When chain manufacturing took off in the industrial revolution certain geographical areas developed expertise in particular chain types; like in Coventry. To support the Safety Bicycle all the components were made locally so ensuring they interacted correctly.
At first, companies made all the parts for their machines in-house. Then local specialised components manufacturers appeared, but you could still walk to your supplier and get them to make adjustments. It was a practical arrangement. These ranges which supported the local market were often referred to as “works standard”.
As industrialisation swept around the world, dominant chain manufacturers started to appear in each country, like Sedis in France and Renold in the UK, and their ranges formed the basis of that country’s first chain standards.
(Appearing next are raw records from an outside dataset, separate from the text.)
use ratatui::layout::Rect;
use ratatui::style::Style;

use crate::ui::{UiFrame, truncate_to_width};

/// Bottom row: free text on the left, right-aligned text on the right.
pub struct StatusBar {
    left: String,
    right: String,
    style: Style,
}

impl StatusBar {
    pub fn new() -> Self {
        Self {
            left: String::new(),
            right: String::new(),
            style: Style::default(),
        }
    }

    pub fn set_left<T: Into<String>>(&mut self, value: T) {
        self.left = value.into();
    }

    pub fn set_right<T: Into<String>>(&mut self, value: T) {
        self.right = value.into();
    }

    pub fn set_style(&mut self, style: Style) {
        self.style = style;
    }

    pub fn left(&self) -> &str {
        &self.left
    }
}

impl Default for StatusBar {
    fn default() -> Self {
        Self::new()
    }
}

impl super::Component for StatusBar {
    fn render(&mut self, frame: &mut UiFrame<'_>, area: Rect) {
        if area.height == 0 || area.width == 0 {
            return;
        }
        let width = area.width as usize;
        frame.fill(Rect::new(area.x, area.y, area.width, 1), " ", self.style);

        let left = truncate_to_width(&self.left, width);
        frame.set_string(area.x, area.y, &left, self.style);

        let right = truncate_to_width(&self.right, width);
        let right_width = right.chars().count();
        if !right.is_empty() && right_width + left.chars().count() < width {
            let start_x = area.x.saturating_add((width - right_width) as u16);
            frame.set_string(start_x, area.y, &right, self.style);
        }
    }
}

#[cfg(test)]
mod tests {
    use super::*;
    use crate::components::Component;
    use ratatui::buffer::Buffer;

    #[test]
    fn right_text_is_right_aligned() {
        let area = Rect::new(0, 0, 20, 1);
        let mut buf = Buffer::empty(area);
        let mut frame = UiFrame::from_parts(area, &mut buf);
        let mut s = StatusBar::new();
        s.set_left("left");
        s.set_right("host");
        s.render(&mut frame, area);
        assert_eq!(buf.cell((0, 0)).map(|c| c.symbol()), Some("l"));
        assert_eq!(buf.cell((16, 0)).map(|c| c.symbol()), Some("h"));
    }

    #[test]
    fn right_text_dropped_when_crowded() {
        let area = Rect::new(0, 0, 8, 1);
        let mut buf = Buffer::empty(area);
        let mut frame = UiFrame::from_parts(area, &mut buf);
        let mut s = StatusBar::default();
        s.set_left("abcdef");
        s.set_right("xyz");
        s.render(&mut frame, area);
        assert_eq!(buf.cell((7, 0)).map(|c| c.symbol()), Some(" "));
    }
}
As industrial chain companies became global entities, the need for a common, world standard was clear. The first ISO standard appeared in the 1960s, but in reality, these were based on the American and British standards of roller chain and this is why the majority of industrial chains have their dimensions specified in inches.
It is also worth noting, that in general industrial chain standards are mainly dimensional and the minimum tensile and fatigue requirements are set at a level which almost all chain manufacturers can achieve.
Just because an industrial chain is made to the ISO standard doesn’t mean that it’s a guarantee of quality or performance. There are lots of small differences in the way each industrial chain manufactures chooses to make their products and they do this to achieve optimum performance in a given application.
Some of this goes back to the core market they supplied when they were established. We are a good example of this – FB Chain started in Sweden in 1908 supplying sawmills. Chains were developed to withstand shock loads, sacrificing some tensile strength so parts were more malleable. Today, our focus on leaf chains at FB Chain UK has led us to develop a production method which offers market-leading fatigue strength.
I have been warned that standards committees can be a bit dull and my patience may be tested! But I do feel I have something to contribute and working with the world’s leading industrial chain thinkers developing the next generation of worldwide standards is something I am very much looking forward to.